What to do
From the first line through the one containing "parameter that is", restate the listing word for word, and give no other lines.
==== Extracted material
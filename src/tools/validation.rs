//! Parameter validation — classify failures, coerce valid input.
//!
//! Every field-level problem lands in exactly one bucket: a required
//! parameter that is absent goes to `missing`, anything else to `errors`.
//! Defaults are applied only when the whole input is valid.

use crate::tools::aliases::AliasTable;
use crate::tools::catalog::{display_value, number_value, value_type_name, ParamKind, ParameterSpec};
use regex::Regex;
use serde_json::{Map, Value};

// =============================================================================
// Outcome
// =============================================================================

/// Result of validating one argument bag against a tool's parameters.
#[derive(Debug, Clone, PartialEq)]
pub enum ValidationOutcome {
    Valid {
        coerced_input: Map<String, Value>,
    },
    Invalid {
        missing: Vec<ParameterSpec>,
        errors: Vec<String>,
        suggestions: Vec<String>,
    },
}

impl ValidationOutcome {
    pub fn is_valid(&self) -> bool {
        matches!(self, ValidationOutcome::Valid { .. })
    }

    pub fn coerced_input(&self) -> Option<&Map<String, Value>> {
        match self {
            ValidationOutcome::Valid { coerced_input } => Some(coerced_input),
            ValidationOutcome::Invalid { .. } => None,
        }
    }
}

// =============================================================================
// Path lookup
// =============================================================================

/// Where a dotted parameter path points inside the raw input.
#[derive(Debug, PartialEq)]
pub(crate) enum Lookup<'a> {
    /// Absent or `null`.
    Absent,
    Found(&'a Value),
    /// An intermediate segment exists but is not an object.
    Blocked { path: String, value: &'a Value },
}

/// Resolve `path` in `raw`. An exact top-level key wins over nesting.
pub(crate) fn lookup<'a>(raw: &'a Map<String, Value>, path: &str) -> Lookup<'a> {
    if let Some(v) = raw.get(path) {
        return if v.is_null() { Lookup::Absent } else { Lookup::Found(v) };
    }
    if !path.contains('.') {
        return Lookup::Absent;
    }

    let segments: Vec<&str> = path.split('.').collect();
    let mut current = raw;
    for (i, segment) in segments.iter().enumerate() {
        let value = match current.get(*segment) {
            None | Some(Value::Null) => return Lookup::Absent,
            Some(v) => v,
        };
        if i == segments.len() - 1 {
            return Lookup::Found(value);
        }
        match value {
            Value::Object(map) => current = map,
            other => {
                return Lookup::Blocked {
                    path: segments[..=i].join("."),
                    value: other,
                }
            }
        }
    }
    Lookup::Absent
}

fn insert_path(target: &mut Map<String, Value>, path: &str, value: Value) {
    let mut segments = path.split('.').peekable();
    let mut current = target;
    while let Some(segment) = segments.next() {
        if segments.peek().is_none() {
            current.insert(segment.to_string(), value);
            return;
        }
        let entry = current
            .entry(segment.to_string())
            .or_insert_with(|| Value::Object(Map::new()));
        if !entry.is_object() {
            *entry = Value::Object(Map::new());
        }
        current = match entry {
            Value::Object(map) => map,
            _ => return,
        };
    }
}

// =============================================================================
// Field checks
// =============================================================================

/// Check one present value against its spec. Returns the coerced value or
/// the reason it was rejected.
pub fn check_value(spec: &ParameterSpec, value: &Value) -> Result<Value, String> {
    if !spec.kind.accepts(value) {
        return Err(format!(
            "Expected {}, received {}",
            spec.json_type(),
            value_type_name(value)
        ));
    }
    let c = spec.constraints();

    match spec.kind {
        ParamKind::Number => {
            let n = value.as_f64().unwrap_or_default();
            if c.integer && n.fract() != 0.0 {
                return Err("Expected integer, received float".to_string());
            }
            if let Some(min) = c.min {
                if n < min {
                    return Err(format!("Number must be greater than or equal to {}", min));
                }
            }
            if let Some(max) = c.max {
                if n > max {
                    return Err(format!("Number must be less than or equal to {}", max));
                }
            }
            if c.integer {
                return Ok(number_value(n));
            }
        }
        ParamKind::String => {
            let s = value.as_str().unwrap_or_default();
            let len = s.chars().count() as f64;
            if let Some(min) = c.min {
                if len < min {
                    return Err(format!("String must contain at least {} character(s)", min));
                }
            }
            if let Some(max) = c.max {
                if len > max {
                    return Err(format!("String must contain at most {} character(s)", max));
                }
            }
            if let Some(allowed) = &c.allowed_values {
                if !allowed.iter().any(|a| a == s) {
                    let expected: Vec<String> = allowed.iter().map(|a| format!("'{}'", a)).collect();
                    return Err(format!(
                        "Invalid enum value. Expected {}, received '{}'",
                        expected.join(" | "),
                        s
                    ));
                }
            }
            if let Some(pattern) = &c.pattern {
                let re = Regex::new(pattern)
                    .map_err(|e| format!("Invalid pattern constraint '{}': {}", pattern, e))?;
                if !re.is_match(s) {
                    return Err(format!("Invalid: must match pattern {}", pattern));
                }
            }
        }
        ParamKind::Array => {
            let len = value.as_array().map_or(0, |a| a.len()) as f64;
            if let Some(min) = c.min {
                if len < min {
                    return Err(format!("Array must contain at least {} element(s)", min));
                }
            }
            if let Some(max) = c.max {
                if len > max {
                    return Err(format!("Array must contain at most {} element(s)", max));
                }
            }
        }
        ParamKind::Boolean | ParamKind::Object => {}
    }

    Ok(value.clone())
}

/// `Parameter '<path>': <reason>`, plus the spec's description and examples.
fn invalid_message(path: &str, reason: &str, spec: Option<&ParameterSpec>) -> String {
    let mut msg = format!("Parameter '{}': {}", path, reason);
    if let Some(spec) = spec {
        msg.push_str(&format!("\n  Expected: {}", spec.description));
        if !spec.examples.is_empty() {
            msg.push_str(&format!("\n  Examples: {}", spec.examples.join(", ")));
        }
    }
    msg
}

// =============================================================================
// Validator
// =============================================================================

/// Runs raw input against a parameter list.
#[derive(Debug, Clone, Copy)]
pub struct Validator<'a> {
    aliases: &'a AliasTable,
}

impl<'a> Validator<'a> {
    pub fn new(aliases: &'a AliasTable) -> Self {
        Self { aliases }
    }

    /// Validate `raw` against `specs`.
    ///
    /// `null` is treated as an empty argument bag. Keys with no matching spec
    /// are dropped from the coerced input.
    pub fn validate(&self, specs: &[ParameterSpec], raw: &Value) -> ValidationOutcome {
        let empty = Map::new();
        let raw = match raw {
            Value::Null => &empty,
            Value::Object(map) => map,
            other => {
                return ValidationOutcome::Invalid {
                    missing: Vec::new(),
                    errors: vec![format!(
                        "Validation failed: arguments must be an object, received {}",
                        value_type_name(other)
                    )],
                    suggestions: Vec::new(),
                };
            }
        };

        let mut coerced = Map::new();
        let mut missing = Vec::new();
        let mut errors = Vec::new();

        for spec in specs {
            match lookup(raw, &spec.name) {
                Lookup::Absent => {
                    if spec.required {
                        missing.push(spec.clone());
                    } else if let Some(default) = &spec.default_value {
                        insert_path(&mut coerced, &spec.name, default.clone());
                    }
                }
                Lookup::Found(value) => match check_value(spec, value) {
                    Ok(v) => insert_path(&mut coerced, &spec.name, v),
                    Err(reason) => errors.push(invalid_message(&spec.name, &reason, Some(spec))),
                },
                Lookup::Blocked { path, value } => {
                    // Parent of a nested spec is not an object. Report it once.
                    let reason = format!("Expected object, received {}", value_type_name(value));
                    let msg = invalid_message(
                        &path,
                        &reason,
                        specs.iter().find(|s| s.name == path),
                    );
                    if !errors.contains(&msg) {
                        errors.push(msg);
                    }
                }
            }
        }

        if missing.is_empty() && errors.is_empty() {
            return ValidationOutcome::Valid {
                coerced_input: coerced,
            };
        }

        let suggestions = if missing.is_empty() {
            Vec::new()
        } else {
            self.aliases.suggest(raw, specs)
        };
        ValidationOutcome::Invalid {
            missing,
            errors,
            suggestions,
        }
    }
}

/// Validate with an explicit alias table.
pub fn validate(specs: &[ParameterSpec], raw: &Value, aliases: &AliasTable) -> ValidationOutcome {
    Validator::new(aliases).validate(specs, raw)
}

/// Check a declared default against its own spec (used at registration).
pub fn check_default(spec: &ParameterSpec) -> Result<(), String> {
    match &spec.default_value {
        Some(default) => check_value(spec, default).map(|_| ()).map_err(|reason| {
            format!(
                "default {} for '{}' is invalid: {}",
                display_value(default),
                spec.name,
                reason
            )
        }),
        None => Ok(()),
    }
}

// =============================================================================
// Tests
// =============================================================================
========
Task response
filename src/tools/validation.rs
//! Parameter validation — classify failures, coerce valid input.
//!
//! Every field-level problem lands in exactly one bucket: a required
//! parameter that is absent goes to `missing`, anything else to `errors`.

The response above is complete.